» Records shown:
//! The `EntitySchema` aggregate root.
//!
//! An `EntitySchema` is the immutable, validated description of one entity
//! for one generation pass. Emitters are read-only consumers; nothing mutates
//! a schema after construction.
//!
//! # Validation
//!
//! Caller errors fail fast here, before any artifact is written:
//! - empty entity / table / property names
//! - a user property colliding with the implicit `id` field or one of the
//!   reserved audit fields (the original silently duplicated those; we reject)
//!
//! Uniqueness among user property names is assumed but NOT enforced, matching
//! the documented data-model contract.
//!
//! # Domain purity
//!
//! This module must not import `tracing`. Observability is the responsibility
//! of the application and CLI layers, not the domain.

use std::fmt;

use crate::domain::{audit, error::DomainError, property::PropertyDefinition};

/// A validated entity schema: name, table, and the ordered property list.
#[derive(Debug, Clone, PartialEq, Eq)]
pub struct EntitySchema {
    name: String,
    table_name: String,
    properties: Vec<PropertyDefinition>,
}

impl EntitySchema {
    /// Build and validate a schema.
    ///
    /// Construction is the only validation gate; a constructed schema is
    /// guaranteed consistent for the rest of the pass.
    pub fn new(
        name: impl Into<String>,
        table_name: impl Into<String>,
        properties: Vec<PropertyDefinition>,
    ) -> Result<Self, DomainError> {
        let schema = Self {
            name: name.into(),
            table_name: table_name.into(),
            properties,
        };
        schema.validate()?;
        Ok(schema)
    }

    /// Validate this schema's internal consistency.
    ///
    /// Called automatically by [`EntitySchema::new`]. Available for
    /// re-validation after deserialization or external construction.
    pub fn validate(&self) -> Result<(), DomainError> {
        if self.name.trim().is_empty() {
            return Err(DomainError::EmptyEntityName);
        }
        if self.table_name.trim().is_empty() {
            return Err(DomainError::EmptyTableName {
                entity: self.name.clone(),
            });
        }
        for property in &self.properties {
            if property.name().trim().is_empty() {
                return Err(DomainError::EmptyPropertyName {
                    entity: self.name.clone(),
                });
            }
            if audit::is_reserved(property.name()) {
                return Err(DomainError::ReservedPropertyName {
                    entity: self.name.clone(),
                    property: property.name().to_owned(),
                });
            }
        }
        Ok(())
    }

    pub fn name(&self) -> &str {
        &self.name
    }

    pub fn table_name(&self) -> &str {
        &self.table_name
    }

    pub fn properties(&self) -> &[PropertyDefinition] {
        &self.properties
    }

    /// Whether the schema declares a property named "Name" (any casing).
    ///
    /// This single structural conditional decides whether the repository,
    /// service, and controller artifacts grow their name-search surface.
    pub fn has_name_property(&self) -> bool {
        self.properties.iter().any(PropertyDefinition::is_name)
    }
}

impl fmt::Display for EntitySchema {
    fn fmt(&self, f: &mut fmt::Formatter<'_>) -> fmt::Result {
        write!(f, "{} (table `{}`)", self.name, self.table_name)
    }
}

// ── Tests ─────────────────────────────────────────────────────────────────────

#[cfg(test)]
mod tests {
    use super::*;
    use crate::domain::property::PropertyType;

    fn code() -> PropertyDefinition {
        PropertyDefinition::new("Code", "code", PropertyType::String)
            .required()
            .with_max_length(64)
    }

    #[test]
    fn valid_schema_constructs() {
        let schema = EntitySchema::new("Mstproduct", "mstproduct", vec![code()]).unwrap();
        assert_eq!(schema.name(), "Mstproduct");
        assert_eq!(schema.table_name(), "mstproduct");
        assert_eq!(schema.properties().len(), 1);
    }

    #[test]
    fn empty_entity_name_is_rejected() {
        assert_eq!(
            EntitySchema::new("", "t", vec![]).unwrap_err(),
            DomainError::EmptyEntityName
        );
        assert_eq!(
            EntitySchema::new("   ", "t", vec![]).unwrap_err(),
            DomainError::EmptyEntityName
        );
    }

    #[test]
    fn empty_table_name_is_rejected() {
        assert!(matches!(
            EntitySchema::new("Product", "", vec![]),
            Err(DomainError::EmptyTableName { .. })
        ));
    }

    #[test]
    fn empty_property_name_is_rejected() {
        let prop = PropertyDefinition::new("", "col", PropertyType::String);
        assert!(matches!(
            EntitySchema::new("Product", "product", vec![prop]),
            Err(DomainError::EmptyPropertyName { .. })
        ));
    }

    #[test]
    fn reserved_property_names_are_rejected_any_casing() {
        for reserved in ["Id", "Createdby", "deleteddate", "MODIFIEDBY"] {
            let prop = PropertyDefinition::new(reserved, "col", PropertyType::String);
            let err = EntitySchema::new("Product", "product", vec![prop]).unwrap_err();
            assert!(
                matches!(err, DomainError::ReservedPropertyName { .. }),
                "expected rejection for: {reserved}"
            );
        }
    }

    #[test]
    fn code_and_name_are_not_reserved() {
        let name = PropertyDefinition::new("Name", "name", PropertyType::String);
        assert!(EntitySchema::new("Product", "product", vec![code(), name]).is_ok());
    }

    #[test]
    fn name_property_is_detected_case_insensitively() {
        let name = PropertyDefinition::new("NAME", "name", PropertyType::String);
        let with = EntitySchema::new("Product", "product", vec![code(), name]).unwrap();
        let without = EntitySchema::new("Product", "product", vec![code()]).unwrap();
        assert!(with.has_name_property());
        assert!(!without.has_name_property());
    }

    #[test]
    fn duplicate_property_names_are_not_enforced() {
        // Uniqueness is assumed by contract, not checked.
        let schema = EntitySchema::new("Product", "product", vec![code(), code()]);
        assert!(schema.is_ok());
    }
}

» What the exercise asks: Going line by line, copy the data above exactly.

» Result of the task:
//! The `EntitySchema` aggregate root.
//!
//! An `EntitySchema` is the immutable, validated description of one entity
//! for one generation pass. Emitters are read-only consumers; nothing mutates
//! a schema after construction.
//!
//! # Validation
//!
//! Caller errors fail fast here, before any artifact is written:
//! - empty entity / table / property names
//! - a user property colliding with the implicit `id` field or one of the
//!   reserved audit fields (the original silently duplicated those; we reject)
//!
//! Uniqueness among user property names is assumed but NOT enforced, matching
//! the documented data-model contract.
//!
//! # Domain purity
//!
//! This module must not import `tracing`. Observability is the responsibility
//! of the application and CLI layers, not the domain.

use std::fmt;

use crate::domain::{audit, error::DomainError, property::PropertyDefinition};

/// A validated entity schema: name, table, and the ordered property list.
#[derive(Debug, Clone, PartialEq, Eq)]
pub struct EntitySchema {
    name: String,
    table_name: String,
    properties: Vec<PropertyDefinition>,
}

impl EntitySchema {
    /// Build and validate a schema.
    ///
    /// Construction is the only validation gate; a constructed schema is
    /// guaranteed consistent for the rest of the pass.
    pub fn new(
        name: impl Into<String>,
        table_name: impl Into<String>,
        properties: Vec<PropertyDefinition>,
    ) -> Result<Self, DomainError> {
        let schema = Self {
            name: name.into(),
            table_name: table_name.into(),
            properties,
        };
        schema.validate()?;
        Ok(schema)
    }

    /// Validate this schema's internal consistency.
    ///
    /// Called automatically by [`EntitySchema::new`]. Available for
    /// re-validation after deserialization or external construction.
    pub fn validate(&self) -> Result<(), DomainError> {
        if self.name.trim().is_empty() {
            return Err(DomainError::EmptyEntityName);
        }
        if self.table_name.trim().is_empty() {
            return Err(DomainError::EmptyTableName {
                entity: self.name.clone(),
            });
        }
        for property in &self.properties {
            if property.name().trim().is_empty() {
                return Err(DomainError::EmptyPropertyName {
                    entity: self.name.clone(),
                });
            }
            if audit::is_reserved(property.name()) {
                return Err(DomainError::ReservedPropertyName {
                    entity: self.name.clone(),
                    property: property.name().to_owned(),
                });
            }
        }
        Ok(())
    }

    pub fn name(&self) -> &str {
        &self.name
    }

    pub fn table_name(&self) -> &str {
        &self.table_name
    }

    pub fn properties(&self) -> &[PropertyDefinition] {
        &self.properties
    }

    /// Whether the schema declares a property named "Name" (any casing).
    ///
    /// This single structural conditional decides whether the repository,
    /// service, and controller artifacts grow their name-search surface.
    pub fn has_name_property(&self) -> bool {
        self.properties.iter().any(PropertyDefinition::is_name)
    }
}

impl fmt::Display for EntitySchema {
    fn fmt(&self, f: &mut fmt::Formatter<'_>) -> fmt::Result {
        write!(f, "{} (table `{}`)", self.name, self.table_name)
    }
}

// ── Tests ─────────────────────────────────────────────────────────────────────

#[cfg(test)]
mod tests {
    use super::*;
    use crate::domain::property::PropertyType;

    fn code() -> PropertyDefinition {
        PropertyDefinition::new("Code", "code", PropertyType::String)
            .required()
            .with_max_length(64)
    }

    #[test]
    fn valid_schema_constructs() {
        let schema = EntitySchema::new("Mstproduct", "mstproduct", vec![code()]).unwrap();
        assert_eq!(schema.name(), "Mstproduct");
        assert_eq!(schema.table_name(), "mstproduct");
        assert_eq!(schema.properties().len(), 1);
    }

    #[test]
    fn empty_entity_name_is_rejected() {
        assert_eq!(
            EntitySchema::new("", "t", vec![]).unwrap_err(),
            DomainError::EmptyEntityName
        );
        assert_eq!(
            EntitySchema::new("   ", "t", vec![]).unwrap_err(),
            DomainError::EmptyEntityName
        );
    }

    #[test]
    fn empty_table_name_is_rejected() {
        assert!(matches!(
            EntitySchema::new("Product", "", vec![]),
            Err(DomainError::EmptyTableName { .. })
        ));
    }

    #[test]
    fn empty_property_name_is_rejected() {
        let prop = PropertyDefinition::new("", "col", PropertyType::String);
        assert!(matches!(
            EntitySchema::new("Product", "product", vec![prop]),
            Err(DomainError::EmptyPropertyName { .. })
        ));
    }

    #[test]
    fn reserved_property_names_are_rejected_any_casing() {
        for reserved in ["Id", "Createdby", "deleteddate", "MODIFIEDBY"] {
            let prop = PropertyDefinition::new(reserved, "col", PropertyType::String);
            let err = EntitySchema::new("Product", "product", vec![prop]).unwrap_err();
            assert!(
                matches!(err, DomainError::ReservedPropertyName { .. }),
                "expected rejection for: {reserved}"
            );
        }
    }

    #[test]
    fn code_and_name_are_not_reserved() {
        let name = PropertyDefinition::new("Name", "name", PropertyType::String);
        assert!(EntitySchema::new("Product", "product", vec![code(), name]).is_ok());
    }

    #[test]
    fn name_property_is_detected_case_insensitively() {
        let name = PropertyDefinition::new("NAME", "name", PropertyType::String);
        let with = EntitySchema::new("Product", "product", vec![code(), name]).unwrap();
        let without = EntitySchema::new("Product", "product", vec![code()]).unwrap();
        assert!(with.has_name_property());
        assert!(!without.has_name_property());
    }

    #[test]
    fn duplicate_property_names_are_not_enforced() {
        // Uniqueness is assumed by contract, not checked.
        let schema = EntitySchema::new("Product", "product", vec![code(), code()]);
        assert!(schema.is_ok());
    }
}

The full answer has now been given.